Each line that includes "bool" must be copied from the records.

(Input material Opens)

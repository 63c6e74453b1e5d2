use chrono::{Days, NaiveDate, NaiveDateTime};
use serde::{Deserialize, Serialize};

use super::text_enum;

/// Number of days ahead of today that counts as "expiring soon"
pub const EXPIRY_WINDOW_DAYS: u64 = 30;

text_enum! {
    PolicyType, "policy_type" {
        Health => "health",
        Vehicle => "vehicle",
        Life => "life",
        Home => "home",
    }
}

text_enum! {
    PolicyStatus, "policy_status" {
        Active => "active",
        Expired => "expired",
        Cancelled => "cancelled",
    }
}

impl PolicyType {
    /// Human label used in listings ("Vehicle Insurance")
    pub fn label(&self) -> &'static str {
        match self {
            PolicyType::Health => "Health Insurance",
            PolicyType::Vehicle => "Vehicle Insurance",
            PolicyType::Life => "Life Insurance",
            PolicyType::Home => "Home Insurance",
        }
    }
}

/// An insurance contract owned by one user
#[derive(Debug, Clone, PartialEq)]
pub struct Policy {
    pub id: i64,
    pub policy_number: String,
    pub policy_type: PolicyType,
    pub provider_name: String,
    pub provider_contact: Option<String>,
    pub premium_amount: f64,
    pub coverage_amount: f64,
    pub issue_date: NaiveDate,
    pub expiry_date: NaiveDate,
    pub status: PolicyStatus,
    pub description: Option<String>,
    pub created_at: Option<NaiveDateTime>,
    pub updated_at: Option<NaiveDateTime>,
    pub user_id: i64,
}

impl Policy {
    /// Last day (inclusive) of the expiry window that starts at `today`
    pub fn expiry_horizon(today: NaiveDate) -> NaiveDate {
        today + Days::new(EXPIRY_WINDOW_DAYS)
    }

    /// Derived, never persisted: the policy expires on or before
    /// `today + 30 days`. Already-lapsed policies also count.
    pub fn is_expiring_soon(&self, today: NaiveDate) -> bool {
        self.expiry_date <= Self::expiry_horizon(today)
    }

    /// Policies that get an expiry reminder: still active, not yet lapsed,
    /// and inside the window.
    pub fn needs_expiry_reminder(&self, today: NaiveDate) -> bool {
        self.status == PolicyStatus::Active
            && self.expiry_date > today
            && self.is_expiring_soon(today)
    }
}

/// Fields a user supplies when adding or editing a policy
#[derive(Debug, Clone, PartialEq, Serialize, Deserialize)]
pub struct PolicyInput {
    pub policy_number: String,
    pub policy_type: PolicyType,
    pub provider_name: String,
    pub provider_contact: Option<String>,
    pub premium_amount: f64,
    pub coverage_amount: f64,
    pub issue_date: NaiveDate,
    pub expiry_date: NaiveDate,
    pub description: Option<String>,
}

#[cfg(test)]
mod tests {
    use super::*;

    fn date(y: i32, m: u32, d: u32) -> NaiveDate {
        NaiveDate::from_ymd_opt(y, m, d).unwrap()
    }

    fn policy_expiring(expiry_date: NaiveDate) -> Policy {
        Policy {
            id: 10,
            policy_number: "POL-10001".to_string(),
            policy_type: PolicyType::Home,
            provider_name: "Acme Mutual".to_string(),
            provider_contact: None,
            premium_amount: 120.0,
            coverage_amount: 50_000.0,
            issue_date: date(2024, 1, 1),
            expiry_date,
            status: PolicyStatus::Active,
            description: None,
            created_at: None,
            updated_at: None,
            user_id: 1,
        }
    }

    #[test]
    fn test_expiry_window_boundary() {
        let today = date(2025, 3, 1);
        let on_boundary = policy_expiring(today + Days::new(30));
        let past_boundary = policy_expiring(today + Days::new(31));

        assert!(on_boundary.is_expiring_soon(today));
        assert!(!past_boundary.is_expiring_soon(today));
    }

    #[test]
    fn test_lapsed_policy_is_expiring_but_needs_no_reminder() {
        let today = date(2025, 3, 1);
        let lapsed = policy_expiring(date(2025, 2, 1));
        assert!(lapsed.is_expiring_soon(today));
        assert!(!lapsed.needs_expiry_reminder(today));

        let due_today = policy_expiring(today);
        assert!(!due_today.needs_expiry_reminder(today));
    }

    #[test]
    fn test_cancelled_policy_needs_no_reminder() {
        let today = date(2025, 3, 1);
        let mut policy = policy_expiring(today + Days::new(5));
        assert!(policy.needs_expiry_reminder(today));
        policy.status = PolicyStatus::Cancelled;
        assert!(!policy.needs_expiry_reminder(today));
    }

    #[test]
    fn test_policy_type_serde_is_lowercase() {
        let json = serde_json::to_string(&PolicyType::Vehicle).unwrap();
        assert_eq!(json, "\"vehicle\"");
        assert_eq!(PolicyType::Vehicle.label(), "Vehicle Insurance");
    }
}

(Input material Closes)

» **Reply**
    pub fn is_expiring_soon(&self, today: NaiveDate) -> bool {
    pub fn needs_expiry_reminder(&self, today: NaiveDate) -> bool {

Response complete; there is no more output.